The Dr. Jack Diamond Award
In memory of Jack Diamond, M.D. Ph.D.
The Dr. Jack Diamond Award has been created to honour the memory and contributions of Dr. Jack Diamond within his former role as Scientific Director of the Alzheimer Society Research Program and to commemorate his love for good scientific writing. The purpose of this special award is to recognize excellence in Alzheimer’s disease (AD) research carried out by trainees within the field. The award will be offered annually to meritorious authors of published, scientific articles in AD. Each year the Society will publicize the winners through existing channels, such as social media, the Society’s website and Reports on Research that are prepared for donors and the public.
The award will consist of $1,000 paid directly to the awardee. Award winners are encouraged to use the funds towards the presentation of their research at a scientific meeting. Awardees will also receive a special certificate. Up to two awards will be announced each year.
The following eligibility criteria will apply:
- Published articles are to be submitted by the authoring trainee.
- Articles would have had to have been accepted for publication during the time the applicant was enrolled as a doctoral student/postdoctoral fellow.
- Applicants must be doctoral students or post-doctoral fellows and must be the first author of the article.
- Articles must be based on research projects in which the trainee has been directly involved during his/her period of doctoral or post-doctoral training. The applicant’s role must be clearly explained in the application form.
- Trainees are required to hold a training award from the Alzheimer Society Research Program, during time the work was done.
- The research article must have been published in a peer-reviewed journal within six months of the submission (open access publications are highly encouraged).
- Canadians and non-Canadians conducting research in Canada are eligible to apply.
- Canadian doctoral and postdoctoral fellows training in another country are eligible to apply.
- Only one submission from any applicant is permitted for any given article.
Application and Review Process
Submissions will be accepted once a year with an annual deadline of December 31st. Applications will be reviewed by the Alzheimer Society of Canada’s Research Policy Committee. Applications are to be completed by trainees and submitted online. Review decisions will be made prior to March 31st of each year.
A prominent neuroscientist, Dr. Jack Diamond died at the Joseph Brant Hospital in Burlington on August 19, 2014 in his 86th year. Jack was an honorary member of the Canadian Association for Neuroscience, Scientific Director Emeritus of the Alzheimer Society of Canada and Professor Emeritus in the Department of Psychiatry and Behavioural Neurosciences at McMaster University. Jack was born in Manchester, (UK) and got his medical and science degrees from the University College London.
Jack built a lively department focusing on developmental neurobiology, at McMaster University and was an enthusiastic participant in the Centers of Excellence for Neurosciences in Canada.
His own research, which was imaginative and of the highest quality, was concerned with regeneration and disorders of peripheral nerve; later he also studied risk factors for the development of Alzheimer’s disease. Jack wanted to understand beneficial and detrimental roles of collateral sprouting, “a poetry of nerve growth”.
After reaching retirement age at McMaster, Jack served for several years as Associate Director for Scientific Affairs at the Montreal Neurological Institute and was a valuable contributor to the Society for Neuroscience, the Juvenile Diabetes Research Foundation International, the ALS Society of Canada and the Spinal Cord Society.
One of Jack’s best qualities was the ability to give stimulating and amusing lectures; as a raconteur, Jack could hold an audience spellbound. His sonorous voice resonated beyond the walls of the lecture rooms. He was also a man of great enthusiasms; he loved nature, hiking, running, playing piano and reading detective stories.

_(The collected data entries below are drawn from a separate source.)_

use serde::{Deserialize, Serialize};
use std::fs;
use std::path::Path;

#[derive(Debug, thiserror::Error)]
pub enum ConfigError {
  #[error("Failed to read config file: {0}")]
  FileRead(#[from] std::io::Error),
  #[error("Failed to parse YAML: {0}")]
  YamlParse(#[from] serde_yml::Error),
  #[error("Configuration validation error: {0}")]
  Validation(String),
}

#[derive(Debug, Clone, Serialize, Deserialize)]
#[serde(rename_all = "camelCase")]
pub struct ProviderConfig {
  /// Unique name for this provider; requests address it by this name
  pub name: String,

  /// Provider kind: "s3" or "fs"
  pub kind: String,

  /// S3 bucket name (s3 only)
  #[serde(skip_serializing_if = "Option::is_none")]
  pub bucket_name: Option<String>,

  /// Key prefix inside the bucket (s3 only)
  #[serde(default)]
  pub prefix: String,

  /// AWS Access Key ID (optional - auto-discovered if not provided)
  #[serde(skip_serializing_if = "Option::is_none")]
  pub access_key_id: Option<String>,

  /// Environment variable name holding the AWS Access Key ID
  #[serde(skip_serializing_if = "Option::is_none")]
  pub access_key_id_env: Option<String>,

  /// AWS Secret Access Key (optional - auto-discovered if not provided)
  #[serde(skip_serializing_if = "Option::is_none")]
  pub secret_access_key: Option<String>,

  /// Environment variable name holding the AWS Secret Access Key
  #[serde(skip_serializing_if = "Option::is_none")]
  pub secret_access_key_env: Option<String>,

  /// AWS Session Token (optional)
  #[serde(skip_serializing_if = "Option::is_none")]
  pub session_token: Option<String>,

  /// Environment variable name holding the AWS Session Token
  #[serde(skip_serializing_if = "Option::is_none")]
  pub session_token_env: Option<String>,

  /// AWS Region (optional - auto-discovered if not provided)
  #[serde(skip_serializing_if = "Option::is_none")]
  pub region: Option<String>,

  /// Custom S3 endpoint URL (for MinIO, etc.)
  #[serde(skip_serializing_if = "Option::is_none")]
  pub endpoint_url: Option<String>,

  /// Force path-style addressing (required for MinIO and some S3-compatible services)
  #[serde(default)]
  pub force_path_style: bool,

  /// S3 operation timeout in seconds
  #[serde(default = "default_timeout")]
  pub timeout: u64,

  /// Answer downloads with a pre-signed URL instead of proxying bytes (s3 only)
  #[serde(default)]
  pub presign_downloads: bool,

  /// Lifetime of pre-signed URLs in seconds
  #[serde(default = "default_presign_expiry")]
  pub presign_expiry_secs: u64,

  /// Root directory (fs only)
  #[serde(skip_serializing_if = "Option::is_none")]
  pub root: Option<String>,
}

fn default_timeout() -> u64 {
  30
}

fn default_presign_expiry() -> u64 {
  300
}

#[derive(Debug, Clone, Serialize, Deserialize)]
#[serde(rename_all = "camelCase")]
pub struct GatewayConfig {
  /// List of provider configurations
  pub providers: Vec<ProviderConfig>,

  /// HTTP server port (optional, defaults to 3000)
  #[serde(default = "default_port")]
  pub port: u16,

  /// Read size for proxied downloads, in bytes
  #[serde(default = "default_chunk_size")]
  pub chunk_size: usize,

  /// Seconds to wait for a provider to finalize an upload
  #[serde(default = "default_upload_timeout")]
  pub upload_timeout: u64,

  /// Enable debug logging
  #[serde(default)]
  pub debug: bool,
}

fn default_port() -> u16 {
  3000
}

fn default_chunk_size() -> usize {
  65536
}

fn default_upload_timeout() -> u64 {
  300
}

impl GatewayConfig {
  /// Load configuration from a YAML file
  pub fn from_file<P: AsRef<Path>>(path: P) -> Result<Self, ConfigError> {
    let content = fs::read_to_string(path)?;
    let config: GatewayConfig = serde_yml::from_str(&content)?;
    config.validate()?;
    Ok(config)
  }

  /// Validate the configuration
  pub fn validate(&self) -> Result<(), ConfigError> {
    if self.providers.is_empty() {
      return Err(ConfigError::Validation(
        "At least one provider must be configured".to_string(),
      ));
    }

    let mut names = std::collections::HashSet::new();
    for provider in &self.providers {
      if provider.name.is_empty() {
        return Err(ConfigError::Validation(
          "Provider name cannot be empty".to_string(),
        ));
      }
      if !names.insert(&provider.name) {
        return Err(ConfigError::Validation(format!(
          "Duplicate provider name: {}",
          provider.name
        )));
      }

      match provider.kind.as_str() {
        "s3" => {
          if provider.bucket_name.as_deref().unwrap_or("").is_empty() {
            return Err(ConfigError::Validation(format!(
              "Provider '{}' must have a bucketName",
              provider.name
            )));
          }
        },
        "fs" => {
          if provider.root.as_deref().unwrap_or("").is_empty() {
            return Err(ConfigError::Validation(format!(
              "Provider '{}' must have a root directory",
              provider.name
            )));
          }
        },
        other => {
          return Err(ConfigError::Validation(format!(
            "Provider '{}' has unknown kind '{}' (expected 's3' or 'fs')",
            provider.name, other
          )));
        },
      }
    }

    if self.port == 0 {
      return Err(ConfigError::Validation(
        "Port must be greater than 0".to_string(),
      ));
    }

    if self.chunk_size == 0 {
      return Err(ConfigError::Validation(
        "chunkSize must be greater than 0".to_string(),
      ));
    }

    Ok(())
  }

  /// Resolve all environment variables and return a resolved configuration
  pub fn resolve_env_vars(&self) -> Result<ResolvedConfig, ConfigError> {
    let mut resolved_providers = Vec::new();

    for provider in &self.providers {
      let access_key_id =
        Self::resolve_optional_env(&provider.access_key_id, &provider.access_key_id_env)?;

      let secret_access_key =
        Self::resolve_optional_env(&provider.secret_access_key, &provider.secret_access_key_env)?;

      let session_token =
        Self::resolve_optional_env(&provider.session_token, &provider.session_token_env)?;

      // Validate credential pairs
      match (&access_key_id, &secret_access_key) {
        (Some(_), None) => {
          return Err(ConfigError::Validation(format!(
            "Provider '{}': if accessKeyId is provided, secretAccessKey must also be provided",
            provider.name
          )));
        },
        (None, Some(_)) => {
          return Err(ConfigError::Validation(format!(
            "Provider '{}': if secretAccessKey is provided, accessKeyId must also be provided",
            provider.name
          )));
        },
        _ => {},
      }

      resolved_providers.push(ResolvedProviderConfig {
        name: provider.name.clone(),
        kind: provider.kind.clone(),
        bucket_name: provider.bucket_name.clone(),
        prefix: Self::normalize_prefix(&provider.prefix),
        access_key_id,
        secret_access_key,
        session_token,
        region: provider.region.clone(),
        endpoint_url: provider.endpoint_url.clone(),
        force_path_style: provider.force_path_style,
        timeout: provider.timeout,
        presign_downloads: provider.presign_downloads,
        presign_expiry_secs: provider.presign_expiry_secs,
        root: provider.root.clone(),
      });
    }

    Ok(ResolvedConfig {
      providers: resolved_providers,
      port: self.port,
      chunk_size: self.chunk_size,
      upload_timeout: self.upload_timeout,
      debug: self.debug,
    })
  }

  /// Resolve an optional field that can be a value or env var reference
  fn resolve_optional_env(
    value: &Option<String>,
    env_var: &Option<String>,
  ) -> Result<Option<String>, ConfigError> {
    match (value, env_var) {
      (Some(v), _) => Ok(Some(v.clone())),
      (None, Some(env_name)) => match std::env::var(env_name) {
        Ok(v) => Ok(Some(v)),
        Err(_) => Ok(None), // Environment variable not set is OK for optional fields
      },
      (None, None) => Ok(None),
    }
  }

  /// Normalize prefix so it carries no leading or trailing slash
  fn normalize_prefix(prefix: &str) -> String {
    prefix.trim().trim_matches('/').to_string()
  }
}

/// Fully resolved configuration with all environment variables loaded
#[derive(Debug, Clone)]
pub struct ResolvedConfig {
  pub providers: Vec<ResolvedProviderConfig>,
  pub port: u16,
  pub chunk_size: usize,
  pub upload_timeout: u64,
  pub debug: bool,
}

#[derive(Debug, Clone)]
pub struct ResolvedProviderConfig {
  pub name: String,
  pub kind: String,
  pub bucket_name: Option<String>,
  pub prefix: String,
  pub access_key_id: Option<String>,
  pub secret_access_key: Option<String>,
  pub session_token: Option<String>,
  pub region: Option<String>,
  pub endpoint_url: Option<String>,
  pub force_path_style: bool,
  pub timeout: u64,
  pub presign_downloads: bool,
  pub presign_expiry_secs: u64,
  pub root: Option<String>,
}

#[cfg(test)]
mod tests {
  use super::*;

  fn s3_provider(name: &str) -> ProviderConfig {
    ProviderConfig {
      name: name.to_string(),
      kind: "s3".to_string(),
      bucket_name: Some("my-bucket".to_string()),
      prefix: String::new(),
      access_key_id: None,
      access_key_id_env: None,
      secret_access_key: None,
      secret_access_key_env: None,
      session_token: None,
      session_token_env: None,
      region: Some("us-west-2".to_string()),
      endpoint_url: None,
      force_path_style: false,
      timeout: 30,
      presign_downloads: false,
      presign_expiry_secs: 300,
      root: None,
    }
  }

  fn config_with(providers: Vec<ProviderConfig>) -> GatewayConfig {
    GatewayConfig {
      providers,
      port: 3000,
      chunk_size: 65536,
      upload_timeout: 300,
      debug: false,
    }
  }

  #[test]
  fn test_normalize_prefix() {
    assert_eq!(GatewayConfig::normalize_prefix(""), "");
    assert_eq!(GatewayConfig::normalize_prefix("/"), "");
    assert_eq!(GatewayConfig::normalize_prefix("/ci"), "ci");
    assert_eq!(GatewayConfig::normalize_prefix("ci"), "ci");
    assert_eq!(GatewayConfig::normalize_prefix("/ci/"), "ci");
    assert_eq!(
      GatewayConfig::normalize_prefix("team1/subteam"),
      "team1/subteam"
    );
    assert_eq!(GatewayConfig::normalize_prefix("  /ci  "), "ci");
  }

  #[test]
  fn test_validation_empty_providers() {
    assert!(config_with(vec![]).validate().is_err());
  }

  #[test]
  fn test_validation_duplicate_names() {
    let config = config_with(vec![s3_provider("store"), s3_provider("store")]);
    assert!(config.validate().is_err());
  }

  #[test]
  fn test_validation_unknown_kind() {
    let mut provider = s3_provider("store");
    provider.kind = "ftp".to_string();
    assert!(config_with(vec![provider]).validate().is_err());
  }

  #[test]
  fn test_validation_s3_requires_bucket() {
    let mut provider = s3_provider("store");
    provider.bucket_name = None;
    assert!(config_with(vec![provider]).validate().is_err());
  }

  #[test]
  fn test_validation_fs_requires_root() {
    let mut provider = s3_provider("local");
    provider.kind = "fs".to_string();
    provider.bucket_name = None;
    assert!(config_with(vec![provider]).validate().is_err());

    let mut provider = s3_provider("local");
    provider.kind = "fs".to_string();
    provider.bucket_name = None;
    provider.root = Some("/var/data".to_string());
    assert!(config_with(vec![provider]).validate().is_ok());
  }

  #[test]
  fn test_validation_success() {
    assert!(config_with(vec![s3_provider("store")]).validate().is_ok());
  }

  #[test]
  fn test_resolve_rejects_half_credentials() {
    let mut provider = s3_provider("store");
    provider.access_key_id = Some("AKIA123".to_string());
    let config = config_with(vec![provider]);
    assert!(config.resolve_env_vars().is_err());
  }

  #[test]
  fn test_resolve_keeps_defaults() {
    let config = config_with(vec![s3_provider("store")]);
    let resolved = config.resolve_env_vars().unwrap();
    assert_eq!(resolved.port, 3000);
    assert_eq!(resolved.chunk_size, 65536);
    assert_eq!(resolved.providers.len(), 1);
    assert_eq!(resolved.providers[0].prefix, "");
  }

  #[test]
  fn test_parse_yaml_document() {
    let yaml = r#"
port: 8080
chunkSize: 32768
providers:
  - name: archive
    kind: s3
    bucketName: archive-bucket
    prefix: /files
    region: eu-central-1
    presignDownloads: true
  - name: scratch
    kind: fs
    root: /var/lib/streamgate
"#;
    let config: GatewayConfig = serde_yml::from_str(yaml).unwrap();
    config.validate().unwrap();
    assert_eq!(config.port, 8080);
    assert_eq!(config.chunk_size, 32768);
    assert_eq!(config.providers.len(), 2);
    assert!(config.providers[0].presign_downloads);
    assert_eq!(
      config.providers[1].root.as_deref(),
      Some("/var/lib/streamgate")
    );
  }
}
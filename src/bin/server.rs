use clap::Parser;
use std::path::PathBuf;
use streamgate::domain::config::GatewayConfig;
use streamgate::infra::registry::ProviderRegistry;
use streamgate::server::run_server;

#[derive(Parser)]
#[command(name = "streamgate")]
#[command(about = "Streaming file-transfer gateway - pluggable storage providers behind one HTTP surface")]
struct Cli {
    #[arg(
        short = 'c',
        long = "config",
        env = "CONFIG_FILE",
        help = "Path to YAML configuration file"
    )]
    config_file: PathBuf,

    #[arg(long, env = "DEBUG", help = "Enable debug logging")]
    debug: bool,
}

#[tokio::main]
async fn main() -> Result<(), Box<dyn std::error::Error>> {
    let cli = Cli::parse();

    // Initialize logging
    if cli.debug {
        tracing_subscriber::fmt()
            .with_max_level(tracing::Level::DEBUG)
            .init();
    } else {
        tracing_subscriber::fmt::init();
    }

    tracing::info!("Loading configuration from: {}", cli.config_file.display());

    let config = match GatewayConfig::from_file(&cli.config_file) {
        Ok(config) => config,
        Err(e) => {
            eprintln!();
            eprintln!("Failed to load configuration file: {}", e);
            eprintln!();
            std::process::exit(1);
        }
    };

    // Resolve environment variables
    let resolved_config = match config.resolve_env_vars() {
        Ok(config) => config,
        Err(e) => {
            eprintln!();
            eprintln!("Configuration error: {}", e);
            eprintln!();
            std::process::exit(1);
        }
    };

    tracing::info!("Configuration loaded successfully");
    tracing::info!("  Providers: {}", resolved_config.providers.len());
    for provider in &resolved_config.providers {
        tracing::info!("    - {} ({})", provider.name, provider.kind);
    }
    tracing::info!("  Chunk size: {} bytes", resolved_config.chunk_size);

    // Initialize the provider registry
    let providers = match ProviderRegistry::from_config(&resolved_config).await {
        Ok(providers) => providers,
        Err(e) => {
            eprintln!();
            eprintln!("Failed to initialize providers: {}", e);
            eprintln!();
            eprintln!("Please check your credentials and provider configurations.");
            std::process::exit(1);
        }
    };

    tracing::info!("Providers initialized successfully");

    // Test provider connectivity
    tracing::info!("Testing provider connectivity...");
    if let Err(e) = providers.check_all().await {
        eprintln!();
        eprintln!("Provider connectivity test failed: {}", e);
        eprintln!();
        eprintln!("Please verify:");
        eprintln!("  - Credentials are valid");
        eprintln!("  - Bucket names and root directories are correct");
        eprintln!("  - Network connectivity to the storage service");
        std::process::exit(1);
    }

    // Run server
    tracing::info!("Server starting on port {}", resolved_config.port);
    if let Err(e) = run_server(providers, &resolved_config).await {
        eprintln!();
        eprintln!("Server error: {}", e);
        std::process::exit(1);
    }

    Ok(())
}
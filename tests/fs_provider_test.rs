//! End-to-end round trip through the gateway against the filesystem provider

use axum::{
  body::Body,
  http::{header, Request, StatusCode},
  Router,
};
use std::path::PathBuf;
use std::sync::Arc;
use std::time::Duration;
use streamgate::domain::provider::Provider;
use streamgate::infra::fs::FsProvider;
use streamgate::infra::registry::ProviderRegistry;
use streamgate::server::{create_router, AppState};
use tower::util::ServiceExt;

/// Helper to generate unique root directories for tests
fn unique_root(prefix: &str) -> PathBuf {
  use std::time::{SystemTime, UNIX_EPOCH};
  let timestamp = SystemTime::now()
    .duration_since(UNIX_EPOCH)
    .unwrap()
    .as_nanos();
  std::env::temp_dir().join(format!("{}-{}", prefix, timestamp))
}

fn fs_app(root: &PathBuf) -> Router {
  let mut registry = ProviderRegistry::new();
  registry.register("local", Arc::new(FsProvider::new(root.clone())));
  let state = AppState {
    providers: Arc::new(registry),
    chunk_size: 65536,
    upload_timeout: Duration::from_secs(30),
  };
  create_router().with_state(state)
}

#[tokio::test(flavor = "multi_thread")]
async fn test_fs_round_trip() {
  let root = unique_root("streamgate-fs-test");
  std::fs::create_dir_all(&root).unwrap();
  let app = fs_app(&root);

  let content = b"hello streamgate";

  // PUT creates the file (and its parent directories)
  let request = Request::builder()
    .method("PUT")
    .uri("/v1/files/local/docs/note.txt")
    .body(Body::from(content.to_vec()))
    .unwrap();
  let response = app.clone().oneshot(request).await.unwrap();
  assert_eq!(response.status(), StatusCode::OK);

  let body = axum::body::to_bytes(response.into_body(), usize::MAX)
    .await
    .unwrap();
  let metadata: serde_json::Value = serde_json::from_slice(&body).unwrap();
  assert_eq!(metadata["name"], "note.txt");
  assert_eq!(metadata["size"], content.len());

  // GET streams it back with the known size
  let request = Request::builder()
    .method("GET")
    .uri("/v1/files/local/docs/note.txt")
    .body(Body::empty())
    .unwrap();
  let response = app.clone().oneshot(request).await.unwrap();
  assert_eq!(response.status(), StatusCode::OK);
  assert_eq!(
    response.headers().get(header::CONTENT_LENGTH).unwrap(),
    &content.len().to_string()
  );
  assert_eq!(
    response.headers().get(header::CONTENT_DISPOSITION).unwrap(),
    "attachment; filename=\"note.txt\""
  );
  let body = axum::body::to_bytes(response.into_body(), usize::MAX)
    .await
    .unwrap();
  assert_eq!(body.as_ref(), content);

  // DELETE removes it
  let request = Request::builder()
    .method("DELETE")
    .uri("/v1/files/local/docs/note.txt")
    .body(Body::empty())
    .unwrap();
  let response = app.clone().oneshot(request).await.unwrap();
  assert_eq!(response.status(), StatusCode::NO_CONTENT);

  // A second DELETE surfaces the provider's 404 unchanged
  let request = Request::builder()
    .method("DELETE")
    .uri("/v1/files/local/docs/note.txt")
    .body(Body::empty())
    .unwrap();
  let response = app.clone().oneshot(request).await.unwrap();
  assert_eq!(response.status(), StatusCode::NOT_FOUND);

  // And the file is really gone
  let request = Request::builder()
    .method("GET")
    .uri("/v1/files/local/docs/note.txt")
    .body(Body::empty())
    .unwrap();
  let response = app.oneshot(request).await.unwrap();
  assert_eq!(response.status(), StatusCode::NOT_FOUND);

  let _ = std::fs::remove_dir_all(&root);
}

#[tokio::test(flavor = "multi_thread")]
async fn test_fs_check_rejects_missing_root() {
  let root = unique_root("streamgate-fs-missing");
  let provider = FsProvider::new(root);
  assert!(provider.check().await.is_err());
}

#[tokio::test(flavor = "multi_thread")]
async fn test_fs_check_accepts_existing_root() {
  let root = unique_root("streamgate-fs-ok");
  std::fs::create_dir_all(&root).unwrap();
  let provider = FsProvider::new(root.clone());
  assert!(provider.check().await.is_ok());
  let _ = std::fs::remove_dir_all(&root);
}
use crate::domain::stream::ChunkStream;
use async_trait::async_trait;
use thiserror::Error;
use tokio::io::AsyncRead;

/// Failure declared by a provider, carrying the HTTP status it maps to.
#[derive(Debug, Error)]
#[error("{message}")]
pub struct ProviderError {
  pub code: u16,
  pub message: String,
}

impl ProviderError {
  pub fn new(code: u16, message: impl Into<String>) -> Self {
    Self {
      code,
      message: message.into(),
    }
  }

  pub fn not_found(path: &str) -> Self {
    Self::new(404, format!("resource not found: {}", path))
  }

  pub fn invalid_path(path: &str) -> Self {
    Self::new(400, format!("invalid path: {}", path))
  }
}

/// Failure to map a request onto a configured provider. Surfaced before any
/// body bytes are accepted.
#[derive(Debug, Error)]
pub enum ResolutionError {
  #[error("unknown provider: {0}")]
  UnknownProvider(String),
}

/// Readable byte-stream with response metadata.
pub struct FileStream {
  pub reader: Box<dyn AsyncRead + Send + Unpin>,
  pub content_type: String,
  /// None when the provider cannot report the size up front, in which case
  /// the Content-Length header is omitted and chunked transfer is used.
  pub size: Option<u64>,
}

/// Outcome of a download call: a pre-signed direct-access URL, or a stream
/// the gateway proxies to the client.
pub enum DownloadResult {
  Redirect(String),
  File(FileStream),
}

#[async_trait]
pub trait Provider: Send + Sync + 'static {
  /// Download the resource at `path`. With `accept_url` the provider may
  /// short-circuit by returning a redirect target instead of a body stream.
  async fn download(&self, path: &str, accept_url: bool) -> Result<DownloadResult, ProviderError>;

  /// Consume `stream` and store it at `path`, returning provider-defined
  /// metadata for the created or updated file. The stream ends only when the
  /// producer signals end-of-stream, so implementations must read it to
  /// completion rather than rely on a known length.
  async fn upload(&self, stream: ChunkStream, path: &str)
    -> Result<serde_json::Value, ProviderError>;

  /// Delete the resource at `path`.
  async fn delete(&self, path: &str) -> Result<(), ProviderError>;

  /// Startup connectivity probe.
  async fn check(&self) -> Result<(), ProviderError> {
    Ok(())
  }
}
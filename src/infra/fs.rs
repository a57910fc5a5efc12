use async_trait::async_trait;
use std::io::ErrorKind;
use std::path::{Component, Path, PathBuf};
use tokio::fs;
use tokio::io::AsyncWriteExt;

use crate::domain::{
    provider::{DownloadResult, FileStream, Provider, ProviderError},
    stream::ChunkStream,
};

/// Storage provider backed by a local directory tree.
#[derive(Clone)]
pub struct FsProvider {
    root: PathBuf,
}

impl FsProvider {
    pub fn new(root: impl Into<PathBuf>) -> Self {
        Self { root: root.into() }
    }

    /// Map a request path onto the root, rejecting anything that would
    /// escape it.
    fn resolve(&self, path: &str) -> Result<PathBuf, ProviderError> {
        let relative = path.trim_start_matches('/');
        if relative.is_empty() {
            return Err(ProviderError::invalid_path(path));
        }

        for component in Path::new(relative).components() {
            match component {
                Component::Normal(_) => {}
                _ => return Err(ProviderError::invalid_path(path)),
            }
        }

        Ok(self.root.join(relative))
    }
}

#[async_trait]
impl Provider for FsProvider {
    async fn download(
        &self,
        path: &str,
        _accept_url: bool,
    ) -> Result<DownloadResult, ProviderError> {
        let target = self.resolve(path)?;

        let metadata = fs::metadata(&target).await.map_err(|e| {
            if e.kind() == ErrorKind::NotFound {
                ProviderError::not_found(path)
            } else {
                tracing::error!("fs metadata failed for {:?}: {}", target, e);
                ProviderError::new(500, "storage operation failed")
            }
        })?;
        if !metadata.is_file() {
            return Err(ProviderError::not_found(path));
        }

        let file = fs::File::open(&target).await.map_err(|e| {
            tracing::error!("fs open failed for {:?}: {}", target, e);
            ProviderError::new(500, "storage operation failed")
        })?;

        Ok(DownloadResult::File(FileStream {
            reader: Box::new(file),
            content_type: "application/octet-stream".to_string(),
            size: Some(metadata.len()),
        }))
    }

    async fn upload(
        &self,
        stream: ChunkStream,
        path: &str,
    ) -> Result<serde_json::Value, ProviderError> {
        let target = self.resolve(path)?;

        if let Some(parent) = target.parent() {
            fs::create_dir_all(parent).await.map_err(|e| {
                tracing::error!("fs create_dir_all failed for {:?}: {}", parent, e);
                ProviderError::new(500, "storage operation failed")
            })?;
        }

        let mut file = fs::File::create(&target).await.map_err(|e| {
            tracing::error!("fs create failed for {:?}: {}", target, e);
            ProviderError::new(500, "storage operation failed")
        })?;

        let mut reader = stream.into_async_read();
        let size = match tokio::io::copy(&mut reader, &mut file).await {
            Ok(size) => size,
            Err(e) => {
                // Aborted or failed mid-stream; don't leave a partial file.
                drop(file);
                let _ = fs::remove_file(&target).await;
                tracing::warn!("upload to {:?} aborted: {}", target, e);
                return Err(ProviderError::new(500, "upload failed"));
            }
        };
        file.flush().await.map_err(|e| {
            tracing::error!("fs flush failed for {:?}: {}", target, e);
            ProviderError::new(500, "storage operation failed")
        })?;

        let name = path.rsplit('/').next().unwrap_or(path);
        Ok(serde_json::json!({
            "name": name,
            "path": path,
            "kind": "file",
            "size": size,
        }))
    }

    async fn delete(&self, path: &str) -> Result<(), ProviderError> {
        let target = self.resolve(path)?;

        fs::remove_file(&target).await.map_err(|e| {
            if e.kind() == ErrorKind::NotFound {
                ProviderError::not_found(path)
            } else {
                tracing::error!("fs remove failed for {:?}: {}", target, e);
                ProviderError::new(500, "storage operation failed")
            }
        })
    }

    async fn check(&self) -> Result<(), ProviderError> {
        let metadata = fs::metadata(&self.root).await.map_err(|_| {
            ProviderError::new(500, format!("root directory {:?} not accessible", self.root))
        })?;
        if !metadata.is_dir() {
            return Err(ProviderError::new(
                500,
                format!("root {:?} is not a directory", self.root),
            ));
        }
        Ok(())
    }
}

#[cfg(test)]
mod tests {
    use super::*;

    #[test]
    fn test_resolve_plain_path() {
        let provider = FsProvider::new("/data");
        let target = provider.resolve("a/b/report.csv").unwrap();
        assert_eq!(target, PathBuf::from("/data/a/b/report.csv"));
    }

    #[test]
    fn test_resolve_strips_leading_slash() {
        let provider = FsProvider::new("/data");
        let target = provider.resolve("/note.txt").unwrap();
        assert_eq!(target, PathBuf::from("/data/note.txt"));
    }

    #[test]
    fn test_resolve_rejects_traversal() {
        let provider = FsProvider::new("/data");
        assert!(provider.resolve("../etc/passwd").is_err());
        assert!(provider.resolve("a/../../etc/passwd").is_err());
    }

    #[test]
    fn test_resolve_rejects_empty() {
        let provider = FsProvider::new("/data");
        assert!(provider.resolve("").is_err());
        assert!(provider.resolve("/").is_err());
    }
}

"His boundless enthusiasm and excitement for discovery has motivated and encouraged a small army of investigators, and in more recent years I gained an added appreciation for his flair for making science understandable and relevant to the public. He was one-of-a-kind, will be sadly missed, but long-remembered." -Mark Bisby, Consultant, former Vice-President of Research for the Canadian Institutes of Health Research (CIHR)
Jack Diamond will be missed by his family, friends, students and neuroscientists across Canada and worldwide.